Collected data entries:

--------------------------------------------------

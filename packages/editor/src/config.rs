use serde::{Deserialize, Serialize};

/// Tunables of the editing engine
#[derive(Debug, Clone, PartialEq, Eq, Serialize, Deserialize)]
#[serde(rename_all = "camelCase", default)]
pub struct EditorConfig {
    /// Chains kept on the undo stack (0 = unlimited)
    pub undo_limit: usize,

    /// Commands replayed per tick; chains up to this length replay at once
    pub chunk_size: usize,

    /// Depth bound of the reference cycle search
    pub cycle_depth_limit: usize,

    /// Reference expansion depth during variant resolution
    pub resolve_recursion_limit: usize,

    /// Rounds of referenced-preset collection on cross-document paste
    pub reference_search_limit: usize,

    /// Resolve every `reset` preset ahead of the requested one
    pub collect_reset: bool,
}

impl Default for EditorConfig {
    fn default() -> Self {
        Self {
            undo_limit: 50,
            chunk_size: 8,
            cycle_depth_limit: 10,
            resolve_recursion_limit: 3,
            reference_search_limit: 10,
            collect_reset: false,
        }
    }
}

--------------------------------------------------

◆ Problem to solve ◆
Print the data again exactly.

◆ Finished exercise ◆
filename packages/editor/src/config.rs
use serde::{Deserialize, Serialize};

/// Tunables of the editing engine
#[derive(Debug, Clone, PartialEq, Eq, Serialize, Deserialize)]
#[serde(rename_all = "camelCase", default)]
pub struct EditorConfig {
    /// Chains kept on the undo stack (0 = unlimited)
    pub undo_limit: usize,

    /// Commands replayed per tick; chains up to this length replay at once
    pub chunk_size: usize,

    /// Depth bound of the reference cycle search
    pub cycle_depth_limit: usize,

    /// Reference expansion depth during variant resolution
    pub resolve_recursion_limit: usize,

    /// Rounds of referenced-preset collection on cross-document paste
    pub reference_search_limit: usize,

    /// Resolve every `reset` preset ahead of the requested one
    pub collect_reset: bool,
}

impl Default for EditorConfig {
    fn default() -> Self {
        Self {
            undo_limit: 50,
            chunk_size: 8,
            cycle_depth_limit: 10,
            resolve_recursion_limit: 3,
            reference_search_limit: 10,
            collect_reset: false,
        }
    }
}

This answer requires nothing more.